To state one more way, this is the "Philebus" issue. People who have fallen into the trap of the Academy or the Stoa or even the Peripatetics cannot escape the trap laid by Socrates in Philebus because they are in thrall to "logic." As such, they cannot think their way out of the implications of Socrates' questions, which boil down to the requirement that the greatest good must be describable in absolute terms as having a "limit.". They presume that more pleasure is always better, so they are forced to admit that pleasure has no limit, and thereby (according to the premises they have accepted) cannot be the greatest good.
Describing the limit of pleasure as the absence of pain has little if any "practical" appeal (real people always want to know which pleasures and which pains) but it is the precise answer to the logic trap which Philebus could not escape.

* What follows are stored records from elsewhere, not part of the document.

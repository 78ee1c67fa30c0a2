//! TOML instrument catalogs.
//!
//! ```toml
//! name = "sf2"
//!
//! [instruments.piano]
//! kind = "wav"
//! path = "piano_c4.wav"   # relative to the catalog file
//! root_pitch = 60.0
//! low_pitch = 36.0
//! high_pitch = 96.0
//!
//! [instruments.test]
//! kind = "sine"
//! ```

use crate::{Error, Result};
use serde::Deserialize;
use std::collections::BTreeMap;
use std::path::{Path, PathBuf};
use toid_core::Pitch;

/// How an instrument produces its waveform.
#[derive(Debug, Clone, Copy, PartialEq, Eq, Deserialize)]
#[serde(rename_all = "lowercase")]
pub enum InstrumentKind {
    /// Pitch-shifted playback of a WAV sample.
    Wav,
    /// Built-in sine oscillator.
    Sine,
}

fn default_root_pitch() -> Pitch {
    60.0
}

fn default_gain() -> f32 {
    1.0
}

/// One `[instruments.<key>]` table as written in the file.
#[derive(Debug, Clone, Deserialize)]
#[serde(deny_unknown_fields)]
struct InstrumentTable {
    kind: InstrumentKind,
    path: Option<String>,
    #[serde(default = "default_root_pitch")]
    root_pitch: Pitch,
    low_pitch: Option<Pitch>,
    high_pitch: Option<Pitch>,
    #[serde(default)]
    looped: bool,
    #[serde(default = "default_gain")]
    gain: f32,
}

#[derive(Debug, Deserialize)]
#[serde(deny_unknown_fields)]
struct CatalogFile {
    name: String,
    #[serde(default)]
    instruments: BTreeMap<String, InstrumentTable>,
}

/// A validated catalog instrument.
#[derive(Debug, Clone, PartialEq)]
pub struct InstrumentSpec {
    pub kind: InstrumentKind,
    /// Absolute location of the sample, for `Wav` instruments.
    pub path: Option<PathBuf>,
    /// Pitch the sample was recorded at.
    pub root_pitch: Pitch,
    /// Lowest playable pitch; lookups below it miss.
    pub low_pitch: Pitch,
    /// Highest playable pitch; lookups above it miss.
    pub high_pitch: Pitch,
    /// Repeat the sample instead of falling silent at its end.
    pub looped: bool,
    pub gain: f32,
}

impl InstrumentSpec {
    #[inline]
    pub fn covers(&self, pitch: Pitch) -> bool {
        (self.low_pitch..=self.high_pitch).contains(&pitch)
    }
}

/// A registered catalog: a name plus the instruments it provides.
#[derive(Debug, Clone)]
pub struct Catalog {
    name: String,
    source: PathBuf,
    instruments: BTreeMap<String, InstrumentSpec>,
}

impl Catalog {
    /// Read and validate a catalog file. Every referenced sample must exist.
    pub fn from_file(path: impl AsRef<Path>) -> Result<Self> {
        let path = path.as_ref();
        let text = std::fs::read_to_string(path)?;
        let base = path.parent().unwrap_or_else(|| Path::new("."));
        Self::parse(&text, base, path)
    }

    /// Parse catalog text, resolving sample paths against `base`.
    pub fn from_str_in(text: &str, base: &Path) -> Result<Self> {
        Self::parse(text, base, base)
    }

    fn parse(text: &str, base: &Path, source: &Path) -> Result<Self> {
        let file: CatalogFile = toml::from_str(text)?;
        let catalog = file.name;

        if catalog.is_empty() || catalog.contains('.') {
            return Err(Error::Catalog {
                catalog,
                reason: "name must be non-empty and must not contain '.'".into(),
            });
        }

        let mut instruments = BTreeMap::new();
        for (key, table) in file.instruments {
            let spec = validate(&catalog, &key, table, base)?;
            instruments.insert(key, spec);
        }

        Ok(Self {
            name: catalog,
            source: source.to_path_buf(),
            instruments,
        })
    }

    pub fn name(&self) -> &str {
        &self.name
    }

    /// File the catalog was read from.
    pub fn source(&self) -> &Path {
        &self.source
    }

    pub fn instrument(&self, key: &str) -> Option<&InstrumentSpec> {
        self.instruments.get(key)
    }

    /// Instrument keys in name order.
    pub fn instrument_keys(&self) -> impl Iterator<Item = &str> {
        self.instruments.keys().map(String::as_str)
    }

    pub fn len(&self) -> usize {
        self.instruments.len()
    }

    pub fn is_empty(&self) -> bool {
        self.instruments.is_empty()
    }
}

fn validate(catalog: &str, key: &str, table: InstrumentTable, base: &Path) -> Result<InstrumentSpec> {
    let invalid = |reason: String| Error::Catalog {
        catalog: catalog.to_string(),
        reason: format!("instrument '{key}': {reason}"),
    };

    let low_pitch = table.low_pitch.unwrap_or(f32::NEG_INFINITY);
    let high_pitch = table.high_pitch.unwrap_or(f32::INFINITY);
    if !table.root_pitch.is_finite() {
        return Err(invalid(format!("root_pitch must be finite, got {}", table.root_pitch)));
    }
    if low_pitch.is_nan() || high_pitch.is_nan() || low_pitch > high_pitch {
        return Err(invalid(format!(
            "empty pitch range {low_pitch}..={high_pitch}"
        )));
    }
    if !table.gain.is_finite() || table.gain < 0.0 {
        return Err(invalid(format!("gain must be finite and non-negative, got {}", table.gain)));
    }

    let path = match (table.kind, table.path) {
        (InstrumentKind::Wav, None) => {
            return Err(invalid("kind \"wav\" requires a path".into()));
        }
        (InstrumentKind::Wav, Some(relative)) => {
            let path = base.join(relative);
            if !path.is_file() {
                return Err(Error::MissingFile {
                    catalog: catalog.to_string(),
                    path,
                });
            }
            Some(path)
        }
        (InstrumentKind::Sine, path) => path.map(|p| base.join(p)),
    };

    Ok(InstrumentSpec {
        kind: table.kind,
        path,
        root_pitch: table.root_pitch,
        low_pitch,
        high_pitch,
        looped: table.looped,
        gain: table.gain,
    })
}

I think stating the issue this way is reasonably clear, but I do not think it is possible to appreciate the significance of this without reading Philebus for oneself and seeing the trap that was laid, and how Epicurus offers the way out.
Back in Athens most people would know the story of Philebus. Today very few do, so pushing this argument forward is going to require laying the foundation through Philebus. The same argument appears in Seneca so the Epicurean remedy can also be illustrated there, but of course Seneca long post dated Epicurus, so the real key is Philebus, which is focused on the issue of Pleasure.